Sankofa. "Looking backward to move forward."

This is an ongoing journey for me. This is where I've been and where I am now but i'm excited to know that where I'm headed is still a mystery, still uncertain, still exhilarating. I'm still exploring. I'm still just trying to live this all out. I still trust Jesus enough to be here with me and even lead me. I have alot to learn.

**Read on to Sankofa (Part Four) to read about the vision and direction that I sense the Lord leading me into as I move forward from here!


Eugene said...

I didn't realize (or maybe I'd forgotten) that you went through Living Waters. It is a good program in many respects (it helped me deal with a number of issues); it's just a shame that they still think they can help people become heterosexual through it.

Although I entered this journey thinking that I would come full circle and remain Side X

Yep, been there.

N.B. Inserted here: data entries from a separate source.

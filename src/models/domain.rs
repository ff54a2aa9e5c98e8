use crate::core::availability::AvailabilityMask;
use serde::{Deserialize, Serialize};
use validator::Validate;

/// One of the two pairing categories; a pair always spans both
#[derive(Debug, Clone, Copy, PartialEq, Eq, Hash, Serialize, Deserialize)]
#[serde(rename_all = "lowercase")]
pub enum Gender {
    Male,
    Female,
}

/// A user taking part in a pairing run
///
/// The user's index is its position in the input slice and only means
/// something for the duration of one run.
#[derive(Debug, Clone, Serialize, Deserialize, Validate)]
pub struct UserRecord {
    #[validate(length(min = 1, max = 64))]
    #[serde(alias = "username")]
    pub handle: String,
    #[serde(alias = "sex")]
    pub gender: Gender,
    /// Free-form self description, also scanned for `@handle` mentions
    #[serde(default, alias = "interests")]
    pub about: String,
    /// Missing availability means no free slot
    #[serde(default, alias = "time_ranges", alias = "free_time")]
    pub availability: AvailabilityMask,
}

/// Regular pair: the two users share at least one free slot
#[derive(Debug, Clone, Copy, PartialEq, Serialize, Deserialize)]
pub struct Pair {
    pub a: usize,
    pub b: usize,
    pub score: f64,
    pub overlap: AvailabilityMask,
}

/// Mutual mentions without any shared free slot
#[derive(Debug, Clone, Copy, PartialEq, Serialize, Deserialize)]
pub struct FullMatch {
    pub a: usize,
    pub b: usize,
    pub score: f64,
}

/// Everything one pairing run produces
#[derive(Debug, Clone, Default, PartialEq, Serialize, Deserialize)]
pub struct MatchOutcome {
    pub pairs: Vec<Pair>,
    pub full_matches: Vec<FullMatch>,
}

impl MatchOutcome {
    /// Number of users placed in a pair or full match
    pub fn matched_count(&self) -> usize {
        2 * (self.pairs.len() + self.full_matches.len())
    }

    /// Indices in `0..user_count` that ended up in no result, ascending
    pub fn unmatched(&self, user_count: usize) -> Vec<usize> {
        let mut matched = vec![false; user_count];
        let ends = self
            .pairs
            .iter()
            .map(|p| (p.a, p.b))
            .chain(self.full_matches.iter().map(|m| (m.a, m.b)));
        for (a, b) in ends {
            if let Some(slot) = matched.get_mut(a) {
                *slot = true;
            }
            if let Some(slot) = matched.get_mut(b) {
                *slot = true;
            }
        }

        matched
            .iter()
            .enumerate()
            .filter(|(_, &m)| !m)
            .map(|(i, _)| i)
            .collect()
    }
}

/// A persisted pairing entry, keyed by handle
#[derive(Debug, Clone, PartialEq, Serialize, Deserialize)]
pub struct StoredPair {
    pub handle_a: String,
    pub handle_b: String,
    pub score: f64,
    /// Shared slots as a bit-string; empty for full matches
    pub overlap: String,
    pub is_full_match: bool,
}

/// The complete result set of one run, replacing any earlier run
#[derive(Debug, Clone, PartialEq, Serialize, Deserialize)]
pub struct PairingRun {
    pub run_id: uuid::Uuid,
    pub created_at: chrono::DateTime<chrono::Utc>,
    pub pairs: Vec<StoredPair>,
}

impl PairingRun {
    /// Resolve an outcome's indices against the users it was computed from
    pub fn from_outcome(users: &[UserRecord], outcome: &MatchOutcome) -> Self {
        let pairs = outcome
            .pairs
            .iter()
            .map(|p| StoredPair {
                handle_a: users[p.a].handle.clone(),
                handle_b: users[p.b].handle.clone(),
                score: p.score,
                overlap: p.overlap.to_string(),
                is_full_match: false,
            })
            .chain(outcome.full_matches.iter().map(|m| StoredPair {
                handle_a: users[m.a].handle.clone(),
                handle_b: users[m.b].handle.clone(),
                score: m.score,
                overlap: String::new(),
                is_full_match: true,
            }))
            .collect();

        Self {
            run_id: uuid::Uuid::new_v4(),
            created_at: chrono::Utc::now(),
            pairs,
        }
    }
}
// Core algorithm exports
pub mod availability;
pub mod engine;
pub mod preferences;
pub mod similarity;

pub use availability::{intersect, AvailabilityMask, MaskError};
pub use engine::{EngineSettings, MatchError, PairingEngine, TieBreak};
pub use preferences::{extract_preferences, PreferenceMap};
pub use similarity::{FixedSimilarity, SimilarityError, SimilarityMatrix, SimilarityProvider};
//! Danish wall-clock helpers: the tariff bands and the day split follow local time.

use chrono::{DateTime, Days, NaiveDate, NaiveTime, TimeZone, Timelike, Utc};
use chrono_tz::{Europe::Copenhagen, Tz};

pub const TIME_ZONE: Tz = Copenhagen;

#[must_use]
pub fn local(timestamp: DateTime<Utc>) -> DateTime<Tz> {
    timestamp.with_timezone(&TIME_ZONE)
}

#[must_use]
pub fn local_date(timestamp: DateTime<Utc>) -> NaiveDate {
    local(timestamp).date_naive()
}

#[must_use]
pub fn local_hour(timestamp: DateTime<Utc>) -> u32 {
    local(timestamp).hour()
}

/// Start of the Danish calendar day.
#[must_use]
pub fn midnight(date: NaiveDate) -> DateTime<Utc> {
    let naive = date.and_time(NaiveTime::MIN);
    TIME_ZONE
        .from_local_datetime(&naive)
        .earliest()
        .map_or_else(|| naive.and_utc(), |midnight| midnight.to_utc())
}

#[must_use]
pub fn next_day(date: NaiveDate) -> NaiveDate {
    date.checked_add_days(Days::new(1)).unwrap_or(date)
}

There's still a small part of me that's just waiting for God to yank sharply on my chain and drag me back over to where I was before.

Anyway, thanks for sharing so openly.

Anonymous said...

Hey Eric and others--I think you should listen to a teaching from Rob Bell that he did this week at Mars totally relates to many of the subjects that are dicussed on this site. Just go to and listen.

Eric-Again your entry moves me and makes me want to change the world..keep striving to be who God created you to be.

I love you

Becky O

Budroe said...


I followed your post in GCO, and have read (twice) your work here. Thank you for a painfully personal testimony of truth. Yes, I see a lot of myself in your writing, and that is a good thing.

But, even better, I see a lot of you in it, too. It is a bold decision to be so transparent, and so vulnerable.

But, the very best part of your writing is that I fully view Dad in it. And, there's just nothing better than that. I hope you will not only continue the journey, but continue the Journal as well.

Soli Deo Gloria

Bud Fields

Bill Heroman said...

Hi, Eric.

Well, Zeke asked me to read all this. I have to say I'm touched. I should also say I think I take the Side B view, but even if I'm right (if you're doing wrong) it's not the major issue - there is no condemnation in Christ.

So that's all by way of introduction.

This is all I want to say, here:

I think it's a shame that (it seems like) many "Side B" folks probably act or secretly feel like "Side X" folks. But to me, a gracious, relaxed approach to Side B seems completely consistent with a gentle, patient, endlessly forgiving Lord.

I myself agree with Jimmy Carter! [grin] But I go on with the Lord, and of course I watch what I do. But whatever happens, I know the Lord loves me, and he's kind to me... this is my view of me. Of course, I get to marry a woman. So that's an advantage, I admit.

But the Side X way of trying to change the nature of your own particular lusts sounds to me like trying to war against the flesh with the flesh, which is futile no matter the focus. (I picture Jim Carrey in LiarLiar, in the bathroom, yelling, "I'm kickin' my a$$!") :)

So I appreciate the struggle you had with that, as you described it. I'm sorry too - that way of living definitely sucks! And yeah... most of institutional christianity tries to do everything they do that way - no matter the particular behavior being warred against.

Finally, I deeply appreciate the emphasis you put on wanting to find "Christ-centered" churches. Whether Side A or B is correct, I agree with you on that profoundly, above and beyond all else.

So that's what I have to say. And thanks for blogging.